Bill Gates out of India AI summit amid mounting Epstein scrutiny
Microsoft co-founder and chair of the Gates Foundation Bill Gates attends a session during the Philanthropy Asia Summit, Singapore, May 5, 2025. (AFP Photo)


Bill Gates withdrew from India's AI Impact Summit just hours before he was set to deliver Thursday's keynote address, as scrutiny over his connections to disgraced financier and convicted sex offender Jeffrey Epstein mounted following the release of emails by the U.S. Department of Justice.

The abrupt pullout of Microsoft's co-founder dealt a fresh blow to a flagship event already marred by organisational lapses, a robot row and complaints of traffic chaos.

The six-day event still notched more than $200 billion in investment pledges ​for AI infrastructure in India, including a $110 billion plan announced by Reliance Industries on Thursday. India's ​Tata ⁠Group also signed a partnership deal with OpenAI.

Gates' cancellation follows the release of emails last month by the DOJ that included communication between late financier and convicted sex offender Epstein and the Gates Foundation's staff.

The foundation, started by Gates and his then-wife in 2000, said the billionaire will not deliver his address "to ensure the focus remains on the AI Summit's key priorities." Only days ago, the foundation had dismissed rumors of his absence and insisted he was on track to attend.

The foundation's chief strategy officer and Africa and India chief Ankur Vora spoke instead of Gates.

Gates has said the relationship with Epstein was confined to philanthropy-related discussions and that it was a mistake for him to meet the sex offender.

He was among the top tech leaders due to attend the event among the likes of Google CEO Sundar Pichai, OpenAI CEO Sam Altman and Anthropic CEO Dario Amodei.

Gates' ⁠absence ⁠followed another high-profile cancellation by Nvidia's Jensen Huang earlier on Saturday, which added to a difficult opening for a summit billed as the first major AI forum in the Global South, where India has sought to position itself as a leading voice in worldwide AI governance.

Modi address, AI commitments

In his keynote address, Indian Prime Minister Narendra Modi called for maintaining children's safety on AI platforms as he addressed the gathering on Thursday, alongside French President Emmanuel Macron.

"We must be even more vigilant about children's safety. Just as a school syllabus is curated, the AI space should also be child- and family-guided," Modi said, after standing on stage with top AI executives and posing for photographs with their arms raised in a show of strength.

The photoshoot produced an awkward moment when Altman and Amodei, chiefs of rival AI firms OpenAI and ⁠Anthropic, stood side by side on stage but did not hold hands although the other executives did.

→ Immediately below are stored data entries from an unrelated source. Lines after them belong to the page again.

#![forbid(unsafe_code)]

//! Fixed-capacity session index: a dense slot array, an O(1) free-slot
//! stack, a 256x256 map over the last two octets of the assigned
//! virtual IPv4, a descriptor map for event dispatch, and a peer
//! address map for the datagram transport.

use std::collections::HashMap;
use std::net::{Ipv4Addr, SocketAddr};
use std::os::fd::RawFd;
use std::sync::{Arc, Mutex, MutexGuard};

use crate::error::Error;
use crate::session::Session;

/// Descriptor map size, enough for any fd the process can hold.
const FD_MAP_SIZE: usize = 0x10000;

/// Sentinel: map entry not in use.
const FD_NOP: u16 = u16::MAX;
/// Sentinel: the wake-up channel.
const FD_WAKE: u16 = u16::MAX - 1;
/// Sentinel: the listening socket.
const FD_LISTEN: u16 = u16::MAX - 2;

/// Highest usable slot count, leaving room for the sentinels.
pub const MAX_CONN_LIMIT: u16 = u16::MAX - 3;

/// What a descriptor resolves to.
#[derive(Debug, Clone)]
pub enum FdEntry {
    Session(Arc<Session>),
    Listener,
    WakePipe,
    Unknown,
}

struct Indexes {
    /// LIFO of unused slot indices. Empty means the server is full.
    free: Vec<u16>,
    /// Slot by the last two octets of the assigned virtual IPv4.
    ipm: Box<[[Option<u16>; 256]]>,
    /// Slot (or sentinel) by socket descriptor.
    fd_map: Vec<u16>,
    /// Slot by transport peer address, datagram transport only.
    peers: HashMap<SocketAddr, u16>,
}

pub struct SessionTable {
    slots: Box<[Arc<Session>]>,
    idx: Mutex<Indexes>,
}

fn cell(addr: Ipv4Addr) -> (usize, usize) {
    let [_, _, c, d] = addr.octets();
    (usize::from(c), usize::from(d))
}

impl SessionTable {
    /// Allocate `max_conn` slots, all initially free. Slots come out of
    /// the stack lowest-index first.
    pub fn new(max_conn: u16, queue_cap: usize) -> Self {
        debug_assert!(max_conn <= MAX_CONN_LIMIT);
        let slots: Box<[Arc<Session>]> = (0..max_conn)
            .map(|i| Arc::new(Session::new(i, queue_cap)))
            .collect();
        Self {
            slots,
            idx: Mutex::new(Indexes {
                free: (0..max_conn).rev().collect(),
                ipm: vec![[None; 256]; 256].into_boxed_slice(),
                fd_map: vec![FD_NOP; FD_MAP_SIZE],
                peers: HashMap::new(),
            }),
        }
    }

    fn idx(&self) -> MutexGuard<'_, Indexes> {
        self.idx.lock().unwrap_or_else(|e| e.into_inner())
    }

    pub fn capacity(&self) -> u16 {
        self.slots.len() as u16
    }

    pub fn free_len(&self) -> usize {
        self.idx().free.len()
    }

    /// Unused slot indices, sorted. Diagnostic view.
    pub fn free_slots(&self) -> Vec<u16> {
        let mut free = self.idx().free.clone();
        free.sort_unstable();
        free
    }

    pub fn in_use(&self) -> usize {
        self.slots.len() - self.free_len()
    }

    /// Pop a free slot. `None` means every slot is taken.
    pub fn acquire(&self) -> Option<Arc<Session>> {
        let slot = self.idx().free.pop()?;
        let session = self.slots[usize::from(slot)].clone();
        session.mark_used();
        Some(session)
    }

    /// Clear a slot and push it back on the free stack. Any IP, fd and
    /// peer bindings are removed first.
    pub fn release(&self, slot: u16) -> Result<(), Error> {
        let session = self
            .slots
            .get(usize::from(slot))
            .ok_or(Error::SlotNotInUse(slot))?;
        let mut idx = self.idx();
        if !session.is_used() {
            return Err(Error::SlotNotInUse(slot));
        }
        if let Some(ip) = session.virt_ip() {
            let (c, d) = cell(ip);
            if idx.ipm[c][d] == Some(slot) {
                idx.ipm[c][d] = None;
            }
        }
        if let Some(fd) = session.fd() {
            if let Some(entry) = usize::try_from(fd).ok().and_then(|fd| idx.fd_map.get_mut(fd)) {
                *entry = FD_NOP;
            }
        }
        if let Some(peer) = session.peer() {
            idx.peers.remove(&peer);
        }
        session.reset();
        idx.free.push(slot);
        Ok(())
    }

    /// Record the virtual address of an authenticating session. A cell
    /// already held by another session is a configuration error and is
    /// fatal to the offending session only.
    pub fn bind_ip(&self, slot: u16, addr: Ipv4Addr) -> Result<(), Error> {
        let (c, d) = cell(addr);
        let mut idx = self.idx();
        if idx.ipm[c][d].is_some() {
            return Err(Error::AddrInUse(addr));
        }
        idx.ipm[c][d] = Some(slot);
        Ok(())
    }

    pub fn unbind_ip(&self, addr: Ipv4Addr) {
        let (c, d) = cell(addr);
        self.idx().ipm[c][d] = None;
    }

    /// Resolve a virtual destination address to its authenticated
    /// session.
    pub fn by_ip(&self, addr: Ipv4Addr) -> Option<Arc<Session>> {
        let (c, d) = cell(addr);
        let slot = self.idx().ipm[c][d]?;
        let session = self.slots[usize::from(slot)].clone();
        (session.is_authenticated() && session.virt_ip() == Some(addr)).then_some(session)
    }

    pub fn bind_fd(&self, slot: u16, fd: RawFd) {
        if let Ok(fd) = usize::try_from(fd) {
            if let Some(entry) = self.idx().fd_map.get_mut(fd) {
                *entry = slot;
            }
        }
    }

    pub fn mark_listener(&self, fd: RawFd) {
        if let Ok(fd) = usize::try_from(fd) {
            if let Some(entry) = self.idx().fd_map.get_mut(fd) {
                *entry = FD_LISTEN;
            }
        }
    }

    pub fn mark_wake_pipe(&self, fd: RawFd) {
        if let Ok(fd) = usize::try_from(fd) {
            if let Some(entry) = self.idx().fd_map.get_mut(fd) {
                *entry = FD_WAKE;
            }
        }
    }

    /// Resolve a ready descriptor in O(1).
    pub fn by_fd(&self, fd: RawFd) -> FdEntry {
        let entry = usize::try_from(fd)
            .ok()
            .and_then(|fd| self.idx().fd_map.get(fd).copied());
        let Some(entry) = entry else {
            return FdEntry::Unknown;
        };
        match entry {
            FD_NOP => FdEntry::Unknown,
            FD_WAKE => FdEntry::WakePipe,
            FD_LISTEN => FdEntry::Listener,
            slot => FdEntry::Session(self.slots[usize::from(slot)].clone()),
        }
    }

    /// Bind the transport peer address of a datagram session.
    pub fn bind_peer(&self, slot: u16, addr: SocketAddr) {
        self.slots[usize::from(slot)].set_peer(addr);
        self.idx().peers.insert(addr, slot);
    }

    /// Resolve a datagram source address to its session in O(1).
    pub fn by_peer(&self, addr: SocketAddr) -> Option<Arc<Session>> {
        let slot = *self.idx().peers.get(&addr)?;
        Some(self.slots[usize::from(slot)].clone())
    }
}
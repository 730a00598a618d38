#![forbid(unsafe_code)]

use std::net::{Ipv4Addr, Ipv6Addr, SocketAddr};
use std::sync::Arc;

use tokio::net::UdpSocket;
use tokio::sync::watch;
use tracing::info;

use crate::config::ClientConfig;
use crate::engine::link::{DatagramSockReader, DatagramWriter};
use crate::error::Result;
use crate::proto::codec;
use crate::tun::{IfaceConfigurator, TunDevice};

use super::flow;

/// One attach-to-close UDP session over a connected socket.
pub(crate) async fn run_once(
    cfg: &ClientConfig,
    tun: &TunDevice,
    iface: &dyn IfaceConfigurator,
    stop: watch::Receiver<bool>,
) -> Result<()> {
    let local: SocketAddr = if cfg.sock.server.is_ipv4() {
        (Ipv4Addr::UNSPECIFIED, 0).into()
    } else {
        (Ipv6Addr::UNSPECIFIED, 0).into()
    };
    let socket = UdpSocket::bind(local).await?;
    socket.connect(cfg.sock.server).await?;
    info!(server = %cfg.sock.server, "udp socket attached");

    let socket = Arc::new(socket);
    let reader = DatagramSockReader::new(socket.clone(), codec::decode_server_datagram);
    let writer = DatagramWriter::new(socket, None, codec::encode_client);
    flow::drive(cfg, tun, iface, reader, writer, stop).await
}
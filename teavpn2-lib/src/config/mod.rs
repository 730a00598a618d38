mod client;
mod loader;
mod server;
mod types;

pub use client::{ClientConfig, ClientIfaceConfig, ClientSockConfig, CredentialsConfig, ReconnectConfig};
pub use loader::{load_client_from_path, load_server_from_path};
pub use server::{ServerConfig, ServerSockConfig, UserConfig};
pub use types::{EventLoop, IfaceConfig, SockType, TimeoutConfig};
use std::net::Ipv4Addr;

use thiserror::Error;

use crate::proto::Version;

pub type Result<T> = std::result::Result<T, Error>;

/// Errors that can occur in the VPN core
#[derive(Debug, Error)]
pub enum Error {
    #[error("I/O error: {0}")]
    Io(#[from] std::io::Error),

    #[error("configuration error: {0}")]
    Config(String),

    #[error("protocol error: {0}")]
    Protocol(#[from] ProtocolError),

    #[error("{0} phase timed out")]
    PhaseTimeout(&'static str),

    #[error("version {0} is not accepted by the peer")]
    VersionMismatch(Version),

    #[error("authentication rejected")]
    AuthRejected,

    #[error("peer closed the session")]
    PeerClosed,

    #[error("session error threshold reached")]
    SessionExpired,

    #[error("virtual address {0} is already bound to another session")]
    AddrInUse(Ipv4Addr),

    #[error("slot {0} is not in use")]
    SlotNotInUse(u16),

    #[error("event loop '{0}' is not supported by this build")]
    EventLoopUnsupported(&'static str),

    #[error("reconnect attempts exhausted")]
    ReconnectExhausted,
}

/// Wire-level failures. A session that produces one of these is closed
/// and not retried.
#[derive(Debug, Error, Clone, Copy, PartialEq, Eq)]
pub enum ProtocolError {
    #[error("frame length {0:#06x} exceeds the maximum payload size")]
    OversizedLength(u16),

    #[error("unknown packet type {0:#04x}")]
    UnknownType(u8),

    #[error("{kind} payload is malformed ({len} bytes)")]
    MalformedPayload { kind: &'static str, len: usize },

    #[error("payload of {0} bytes does not fit a frame")]
    PayloadTooLarge(usize),

    #[error("string field does not fit its wire buffer")]
    FieldTooLong,

    #[error("datagram does not contain exactly one frame")]
    BadDatagram,

    #[error("unexpected {got} packet in {phase} phase")]
    UnexpectedPacket {
        got: &'static str,
        phase: &'static str,
    },

    #[error("stream ended mid-frame")]
    TruncatedStream,
}
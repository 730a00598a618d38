use std::net::SocketAddr;

use serde::Deserialize;

use super::types::{default_err_threshold, EventLoop, SockType, TimeoutConfig};

/// Client configuration
#[derive(Debug, Deserialize, Clone)]
pub struct ClientConfig {
    /// Event-loop shape
    /// Default: "epoll"
    #[serde(default)]
    pub event_loop: EventLoop,
    /// Consecutive errors before the session is abandoned
    /// Default: 5
    #[serde(default = "default_err_threshold")]
    pub err_threshold: u8,
    pub sock: ClientSockConfig,
    pub iface: ClientIfaceConfig,
    pub auth: CredentialsConfig,
    #[serde(default)]
    pub timeout: TimeoutConfig,
    #[serde(default)]
    pub reconnect: ReconnectConfig,
}

/// Client socket configuration
#[derive(Debug, Deserialize, Clone)]
pub struct ClientSockConfig {
    /// Transport: "tcp" or "udp"
    #[serde(rename = "type")]
    pub sock_type: SockType,
    /// Server address and port
    /// Example: "203.0.113.7:55555"
    pub server: SocketAddr,
}

/// Client-side interface configuration. Address, netmask and MTU come
/// from the server in AUTH_OK.
#[derive(Debug, Deserialize, Clone)]
pub struct ClientIfaceConfig {
    /// Device name, e.g. "teavpn2-cli"
    pub dev: String,
}

/// Login credentials
#[derive(Debug, Deserialize, Clone)]
pub struct CredentialsConfig {
    pub username: String,
    pub password: String,
}

/// Reconnect behavior after a dropped session
#[derive(Debug, Deserialize, Clone)]
pub struct ReconnectConfig {
    /// Reconnect when the session drops
    /// Default: true
    #[serde(default = "default_reconnect_enabled")]
    pub enabled: bool,
    /// Give up after this many consecutive failed attempts
    /// Default: 8
    #[serde(default = "default_max_tries")]
    pub max_tries: u32,
    /// First retry delay in milliseconds; doubles per attempt, capped
    /// at 30 seconds
    /// Default: 500
    #[serde(default = "default_base_delay_ms")]
    pub base_delay_ms: u64,
}

impl Default for ReconnectConfig {
    fn default() -> Self {
        Self {
            enabled: default_reconnect_enabled(),
            max_tries: default_max_tries(),
            base_delay_ms: default_base_delay_ms(),
        }
    }
}

fn default_reconnect_enabled() -> bool {
    true
}

fn default_max_tries() -> u32 {
    8
}

fn default_base_delay_ms() -> u64 {
    500
}
#![deny(unsafe_code)]

mod iface;

use std::path::PathBuf;
use std::sync::Arc;

use clap::{Parser, Subcommand};
use teavpn2_lib::{client, config, server};
use tracing::{error, info};
use tracing_subscriber::EnvFilter;

#[derive(Parser, Debug)]
#[command(author, version, about = "TeaVPN2 layer-3 virtual private network")]
struct Cli {
    #[command(subcommand)]
    command: Command,
}

#[derive(Subcommand, Debug)]
enum Command {
    /// Run the VPN server
    Server {
        /// Path to configuration TOML file
        #[arg(short, long, value_name = "FILE", default_value = "config/server.toml")]
        config: PathBuf,
    },
    /// Run the VPN client
    Client {
        /// Path to configuration TOML file
        #[arg(short, long, value_name = "FILE", default_value = "config/client.toml")]
        config: PathBuf,
    },
}

#[tokio::main]
async fn main() {
    init_tracing();

    let cli = Cli::parse();
    let res = match cli.command {
        Command::Server { config } => run_server(config).await,
        Command::Client { config } => run_client(config).await,
    };
    if let Err(err) = res {
        error!(%err, "exiting");
        std::process::exit(1);
    }
}

async fn run_server(path: PathBuf) -> teavpn2_lib::Result<()> {
    let cfg = config::load_server_from_path(&path)?;
    info!(listen = %cfg.sock.listen, dev = %cfg.iface.dev, users = cfg.users.len(), "server configuration loaded");

    let tun = iface::create_server_tun(&cfg.iface)?;
    let report = server::serve(cfg, tun).await?;
    if report.threads_wont_exit {
        error!("engine tasks stuck at teardown, shared state leaked");
    } else {
        info!("clean shutdown");
    }
    Ok(())
}

async fn run_client(path: PathBuf) -> teavpn2_lib::Result<()> {
    let cfg = config::load_client_from_path(&path)?;
    info!(server = %cfg.sock.server, dev = %cfg.iface.dev, user = %cfg.auth.username, "client configuration loaded");

    let tun = iface::create_client_tun(&cfg.iface.dev)?;
    let configurator = Arc::new(iface::IprouteConfigurator::new(cfg.iface.dev.clone()));
    client::serve(cfg, tun, configurator).await?;
    info!("clean shutdown");
    Ok(())
}

fn init_tracing() {
    let env_filter = EnvFilter::try_from_default_env().unwrap_or_else(|_| EnvFilter::new("info"));
    tracing_subscriber::fmt()
        .with_env_filter(env_filter)
        .with_target(false)
        .init();
}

The symbolic unity pose was to declare the formal launch of the New Delhi Frontier AI Commitments, a set of voluntary principles adopted by leading AI companies at the summit to advance inclusive, responsible development of frontier AI models.

"One hundred million people ​in India now use ChatGPT each week," Altman told the gathering. Despite the investment successes, India's first major AI summit has been marred by organizational lapses ​that have left attendees shocked and angry over what they described as a lack of planning by the Indian government.

Chaos, traffic snarls

The summit exhibition halls were shut to the public on Thursday in a surprise move that led to more anger among participating ⁠companies that had put ‌up stalls ‌and pavilions. The venue compound was largely deserted after three days of large crowds at the event.

Indian university ⁠Galgotias was asked to vacate its stall after a staff member presented a commercially ‌available robotic dog made in China as its own creation, sparking a public uproar.

Police repeatedly shut roads to give preference to VIP movement at the summit, creating chaos in the city ​of 20 million people. The Indian government has apologized ⁠for inconvenience caused to attendees in the initial days.

Opposition parties attacked the government and the prime minister for ⁠poorly managing the global summit.

"The whole summit is, sorry was, meant for researchers, founders, builders who are grinding in the field every day. Instead, ⁠we get treated like we ​don't matter, blocked for hours so some minister or official can pass through," Jay Gala, a Microsoft researcher, said on social media platform X.